Quit accumulating that leave time and just take it already.

SIGNE DEAN
2 OCT 2015
 

Did you go on vacation this year? It feels like many of us are spending more time at work than ever before, despite living in an era of unprecedented wealth. With increasingly demanding schedules, many professionals choose to skip vacations altogether. In fact, more than half of all Americans haven't gone on holidays in the past year. At all.

But research suggests that all work and no play could be bad for your health in myriad ways - some more sneaky than others. We generally recognise that leisure is linked to better wellbeing, but what exactly does that mean?

 

For starters, if you don't take a break every year, prolonged exposure to stress could lead to heart problems. A 2012 systematic review of the relationship between long working hours and coronary heart disease revealed that people who work more than the 8-hour average day have about a 40 percent higher risk of heart disease. It's only a correlation, but researchers speculate that there could be a causal link due to factors such as stress, lack of rest, and insufficient sleep.

Another example is the Framingham Heart Study, the largest long-term observational study that has been investigating cardiovascular disease risk factors over three generations, since 1948. Some of the results revealed that men who'd skip on having a vacation for several years in a row were 30 percent more likely to have a heart attack.

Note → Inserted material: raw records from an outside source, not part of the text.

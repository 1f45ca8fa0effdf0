use serde::de::DeserializeOwned;
use serde::Serialize;
use serde_json::{Map, Value as JsonValue};
use std::path::{Path, PathBuf};
use std::sync::{Arc, RwLock};

use crate::dto::session_dto::SignedInUser;
use crate::error::Result;

pub const TOKEN_KEY: &str = "token";
pub const ROLES_KEY: &str = "roles";
pub const PERMISSIONS_KEY: &str = "permissions";
pub const USER_KEY: &str = "user";

/// Persistent key/value store for session data. Values are JSON, the whole
/// map is rewritten on every change.
#[derive(Debug, Default)]
pub struct LocalStore {
    path: Option<PathBuf>,
    entries: Map<String, JsonValue>,
}

impl LocalStore {
    pub fn in_memory() -> Self {
        Self::default()
    }

    pub fn open(path: impl AsRef<Path>) -> Result<Self> {
        let path = path.as_ref().to_path_buf();
        let entries = match std::fs::read(&path) {
            Ok(raw) if raw.iter().all(|b| b.is_ascii_whitespace()) => Map::new(),
            Ok(raw) => serde_json::from_slice(&raw)?,
            Err(e) if e.kind() == std::io::ErrorKind::NotFound => Map::new(),
            Err(e) => return Err(e.into()),
        };
        Ok(Self {
            path: Some(path),
            entries,
        })
    }

    pub fn get<T: DeserializeOwned>(&self, key: &str) -> Option<T> {
        self.entries
            .get(key)
            .and_then(|v| serde_json::from_value(v.clone()).ok())
    }

    pub fn set<T: Serialize>(&mut self, key: &str, value: &T) -> Result<()> {
        self.entries
            .insert(key.to_string(), serde_json::to_value(value)?);
        self.flush()
    }

    pub fn remove(&mut self, key: &str) -> Result<()> {
        if self.entries.remove(key).is_some() {
            self.flush()?;
        }
        Ok(())
    }

    fn flush(&self) -> Result<()> {
        if let Some(path) = &self.path {
            if let Some(parent) = path.parent().filter(|p| !p.as_os_str().is_empty()) {
                std::fs::create_dir_all(parent)?;
            }
            std::fs::write(path, serde_json::to_vec_pretty(&self.entries)?)?;
        }
        Ok(())
    }
}

/// Shared session context handed to every component that needs the token
/// or the cached roles and permissions.
#[derive(Clone, Debug, Default)]
pub struct Session {
    store: Arc<RwLock<LocalStore>>,
}

impl Session {
    pub fn new(store: LocalStore) -> Self {
        Self {
            store: Arc::new(RwLock::new(store)),
        }
    }

    pub fn in_memory() -> Self {
        Self::new(LocalStore::in_memory())
    }

    pub fn token(&self) -> Option<String> {
        self.store
            .read()
            .expect("session store lock poisoned")
            .get::<String>(TOKEN_KEY)
            .filter(|t| !t.trim().is_empty())
    }

    pub fn is_signed_in(&self) -> bool {
        self.token().is_some()
    }

    pub fn user_name(&self) -> Option<String> {
        self.store
            .read()
            .expect("session store lock poisoned")
            .get::<String>(USER_KEY)
    }

    pub fn has_role(&self, name: &str) -> bool {
        self.list(ROLES_KEY).iter().any(|r| r == name)
    }

    pub fn has_permission(&self, name: &str) -> bool {
        self.list(PERMISSIONS_KEY).iter().any(|p| p == name)
    }

    fn list(&self, key: &str) -> Vec<String> {
        self.store
            .read()
            .expect("session store lock poisoned")
            .get::<Vec<String>>(key)
            .unwrap_or_default()
    }

    pub fn sign_in(&self, user: &SignedInUser) -> Result<()> {
        let mut store = self.store.write().expect("session store lock poisoned");
        store.set(TOKEN_KEY, &user.token)?;
        store.set(ROLES_KEY, &user.roles)?;
        store.set(PERMISSIONS_KEY, &user.permissions)?;
        match &user.name {
            Some(name) => store.set(USER_KEY, name)?,
            None => store.remove(USER_KEY)?,
        }
        tracing::info!(roles = user.roles.len(), "session signed in");
        Ok(())
    }

    /// Updates the cached profile without touching the token.
    pub fn update_user(&self, name: Option<&str>, roles: &[String], permissions: &[String]) -> Result<()> {
        let mut store = self.store.write().expect("session store lock poisoned");
        store.set(ROLES_KEY, &roles)?;
        store.set(PERMISSIONS_KEY, &permissions)?;
        if let Some(name) = name {
            store.set(USER_KEY, &name)?;
        }
        Ok(())
    }

    pub fn sign_out(&self) -> Result<()> {
        let mut store = self.store.write().expect("session store lock poisoned");
        for key in [TOKEN_KEY, ROLES_KEY, PERMISSIONS_KEY, USER_KEY] {
            store.remove(key)?;
        }
        tracing::info!("session signed out");
        Ok(())
    }
}

#[cfg(test)]
mod tests {
    use super::*;
    use uuid::Uuid;

    fn hr_user() -> SignedInUser {
        SignedInUser {
            token: "tok-123".into(),
            name: Some("Recruiter".into()),
            roles: vec!["hr".into()],
            permissions: vec!["resumes.create".into(), "resumes.update".into()],
        }
    }

    #[test]
    fn typed_accessors_read_cached_session() {
        let session = Session::in_memory();
        assert!(session.token().is_none());
        assert!(!session.has_role("hr"));

        session.sign_in(&hr_user()).unwrap();
        assert_eq!(session.token().as_deref(), Some("tok-123"));
        assert!(session.has_role("hr"));
        assert!(!session.has_role("admin"));
        assert!(session.has_permission("resumes.update"));
        assert_eq!(session.user_name().as_deref(), Some("Recruiter"));

        session.sign_out().unwrap();
        assert!(!session.is_signed_in());
        assert!(!session.has_permission("resumes.update"));
    }

    #[test]
    fn file_store_survives_reopen() {
        let path = std::env::temp_dir().join(format!("resume-intake-{}.json", Uuid::new_v4()));

        let session = Session::new(LocalStore::open(&path).unwrap());
        session.sign_in(&hr_user()).unwrap();
        drop(session);

        let reopened = Session::new(LocalStore::open(&path).unwrap());
        assert_eq!(reopened.token().as_deref(), Some("tok-123"));
        assert!(reopened.has_role("hr"));

        std::fs::remove_file(&path).ok();
    }
}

It's clear that your heart definitely needs holidays - but so does the mind. These days it's not uncommon to bring your laptop and try to 'squeeze in a bit of work' even while on break, but you really should try to avoid it. Cognitive science research has shown that people are actually more creative if they let their minds wander a bit, while long hours of toiling at a desk can actually make you less sharp, particularly at an older age. Spending some time away from the workplace is therefore likely to make you more productive once you're back.

Lying on a beach or (carefully) taking selfies at historical sites also has mental health benefits. Apart from the obvious and immediate boost in one's mood and life satisfaction, vacationing could also decrease depression. A trend in observational studies shows that people who take more vacations are less prone to have depressive episodes - and all of this probably comes back to the reduction of stress a holiday can provide.

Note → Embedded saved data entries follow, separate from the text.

use tracing::{info, warn};

use crate::dto::batch_dto::ExperiencePayload;
use crate::error::{Error, Result};
use crate::models::experience::{ExperienceEntry, ExperienceField};
use crate::models::{ClientKey, ResumeId};
use crate::services::resume_api_service::ResumeApi;
use crate::wizard::entry_list::EntryList;
use crate::wizard::MISSING_CANDIDATE;

pub const INCOMPLETE_EXPERIENCE: &str =
    "Add at least one complete experience entry (company, title and start date)";

/// Stage 3: employment history.
#[derive(Debug, Clone, Default)]
pub struct ExperienceStage {
    resume_id: Option<ResumeId>,
    entries: EntryList<ExperienceEntry>,
    loading: bool,
}

impl ExperienceStage {
    pub fn blank(resume_id: Option<ResumeId>) -> Self {
        Self {
            resume_id,
            ..Default::default()
        }
    }

    pub async fn mount(api: &ResumeApi, resume_id: Option<ResumeId>) -> Result<Self> {
        let stored = match resume_id {
            Some(id) => api.resume_experiences(id).await?,
            None => Vec::new(),
        };
        let loaded = stored
            .into_iter()
            .map(|e| {
                (
                    Some(e.id),
                    ExperienceEntry {
                        company: e.company.unwrap_or_default(),
                        title: e.title.unwrap_or_default(),
                        start_date: e.start_date,
                        end_date: e.end_date,
                    },
                )
            })
            .collect();
        Ok(Self {
            resume_id,
            entries: EntryList::seeded(loaded),
            loading: false,
        })
    }

    pub fn entries(&self) -> &EntryList<ExperienceEntry> {
        &self.entries
    }

    pub fn is_loading(&self) -> bool {
        self.loading
    }

    /// Drops every row, leaving a single blank one.
    pub fn clear(&mut self) {
        self.entries = EntryList::default();
    }

    pub fn add(&mut self) -> ClientKey {
        self.entries.add()
    }

    pub fn update(&mut self, key: ClientKey, field: ExperienceField) -> bool {
        self.entries.update(key, field)
    }

    pub fn remove(&mut self, key: ClientKey) -> bool {
        self.entries.remove(key)
    }

    pub fn is_valid(&self) -> bool {
        self.entries.has_complete()
    }

    pub async fn submit(&mut self, api: &ResumeApi) -> Result<()> {
        let resume_id = self.resume_id.ok_or_else(|| Error::guard(MISSING_CANDIDATE))?;
        if !self.is_valid() {
            warn!(resume_id = %resume_id, "experience submit blocked: no complete entry");
            return Err(Error::guard(INCOMPLETE_EXPERIENCE));
        }
        let experiences = experience_payload(&self.entries, resume_id);
        let count = experiences.len();

        self.loading = true;
        let outcome = api.store_experiences(experiences).await;
        self.loading = false;
        outcome?;

        info!(resume_id = %resume_id, count, "experience saved");
        Ok(())
    }
}

pub fn experience_payload(
    entries: &EntryList<ExperienceEntry>,
    resume_id: ResumeId,
) -> Vec<ExperiencePayload> {
    entries
        .complete_entries()
        .filter_map(|e| {
            Some(ExperiencePayload {
                resume_id,
                company: e.company.trim().to_string(),
                title: e.title.trim().to_string(),
                start_date: e.start_date?,
                end_date: e.end_date,
            })
        })
        .collect()
}
//! CLI command implementations.

pub mod decode;
pub mod encode;
pub mod inspect;
pub mod train;

pub use decode::DecodeCommand;
pub use encode::EncodeCommand;
pub use inspect::InspectCommand;
pub use train::TrainCommand;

The good feelings of a vacation are indisputable, as Dutch psychologist Jessica de Bloom found while conducting an international study. "People felt healthier during vacation. They had a better mood," de Bloom told Brenda Wilson at NPR. "They were less tense. And they had a higher level of energy, and they were more satisfied with their life."

So how does this account for the dreaded post-vacation blues you get when your email inbox is way too full and the office microwave smells like fish all over again? Well, it doesn't. De Bloom found the positive impact on one's mood dissipates quickly after getting back to work. However, the health benefits are still there, so mood fluctuations alone don't show the whole point of vacations. "It would be a bit like asking, 'Why do we sleep despite the fact that we get tired again?'" she says.

So perhaps it's time to check your leave balance and spend some nice quality time not working. Tell your boss it's for health reasons.